Goal of the exercise: Search the entries for the word "summary" and pull out each line that has it.

::::::::

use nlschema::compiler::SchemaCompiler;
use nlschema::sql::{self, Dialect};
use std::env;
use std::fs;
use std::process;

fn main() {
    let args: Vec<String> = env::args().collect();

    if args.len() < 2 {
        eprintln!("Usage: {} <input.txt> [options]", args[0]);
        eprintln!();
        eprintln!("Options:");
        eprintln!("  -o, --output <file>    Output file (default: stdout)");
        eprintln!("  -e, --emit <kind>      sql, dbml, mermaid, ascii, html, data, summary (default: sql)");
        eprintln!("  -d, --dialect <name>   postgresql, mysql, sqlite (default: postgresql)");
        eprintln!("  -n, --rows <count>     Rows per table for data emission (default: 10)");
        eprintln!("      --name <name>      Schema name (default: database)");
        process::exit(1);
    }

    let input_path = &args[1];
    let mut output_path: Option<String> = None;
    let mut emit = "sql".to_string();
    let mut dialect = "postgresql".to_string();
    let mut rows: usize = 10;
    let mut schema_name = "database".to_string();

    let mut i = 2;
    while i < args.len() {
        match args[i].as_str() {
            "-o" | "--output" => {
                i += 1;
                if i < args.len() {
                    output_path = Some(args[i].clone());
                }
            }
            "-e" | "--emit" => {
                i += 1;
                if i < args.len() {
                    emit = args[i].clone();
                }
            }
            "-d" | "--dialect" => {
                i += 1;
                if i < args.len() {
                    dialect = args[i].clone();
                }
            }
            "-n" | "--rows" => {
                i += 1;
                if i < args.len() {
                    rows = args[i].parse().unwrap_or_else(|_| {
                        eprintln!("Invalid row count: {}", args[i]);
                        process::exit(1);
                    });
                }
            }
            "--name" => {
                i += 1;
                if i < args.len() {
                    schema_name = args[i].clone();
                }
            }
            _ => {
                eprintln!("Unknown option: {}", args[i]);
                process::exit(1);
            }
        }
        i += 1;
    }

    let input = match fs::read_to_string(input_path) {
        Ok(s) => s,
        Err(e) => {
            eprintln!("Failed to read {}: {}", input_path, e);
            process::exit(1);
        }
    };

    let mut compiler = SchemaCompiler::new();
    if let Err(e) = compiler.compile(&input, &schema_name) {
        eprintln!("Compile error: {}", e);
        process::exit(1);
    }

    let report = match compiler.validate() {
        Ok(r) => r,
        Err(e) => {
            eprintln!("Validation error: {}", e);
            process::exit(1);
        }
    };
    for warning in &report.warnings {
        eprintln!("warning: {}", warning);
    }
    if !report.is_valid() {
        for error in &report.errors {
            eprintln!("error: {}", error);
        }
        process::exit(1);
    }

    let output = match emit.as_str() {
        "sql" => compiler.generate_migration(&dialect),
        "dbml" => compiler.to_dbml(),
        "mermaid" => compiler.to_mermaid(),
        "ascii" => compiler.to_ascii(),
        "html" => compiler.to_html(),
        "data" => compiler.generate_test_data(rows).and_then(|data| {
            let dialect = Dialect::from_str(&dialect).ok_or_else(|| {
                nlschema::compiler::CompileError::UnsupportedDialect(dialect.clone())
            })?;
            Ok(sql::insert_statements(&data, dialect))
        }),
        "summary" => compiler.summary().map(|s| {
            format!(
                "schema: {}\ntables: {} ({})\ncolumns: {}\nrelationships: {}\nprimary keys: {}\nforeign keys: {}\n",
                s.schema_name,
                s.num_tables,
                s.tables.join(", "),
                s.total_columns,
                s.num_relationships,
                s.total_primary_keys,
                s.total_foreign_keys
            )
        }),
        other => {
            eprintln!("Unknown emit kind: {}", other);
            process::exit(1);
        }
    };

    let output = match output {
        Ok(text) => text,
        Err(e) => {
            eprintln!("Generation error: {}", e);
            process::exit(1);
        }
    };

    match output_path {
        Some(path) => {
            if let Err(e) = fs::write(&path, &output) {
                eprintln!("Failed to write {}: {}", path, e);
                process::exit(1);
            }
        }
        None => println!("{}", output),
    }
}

::::::::

Solution for this problem:
        eprintln!("  -e, --emit <kind>      sql, dbml, mermaid, ascii, html, data, summary (default: sql)");
        "summary" => compiler.summary().map(|s| {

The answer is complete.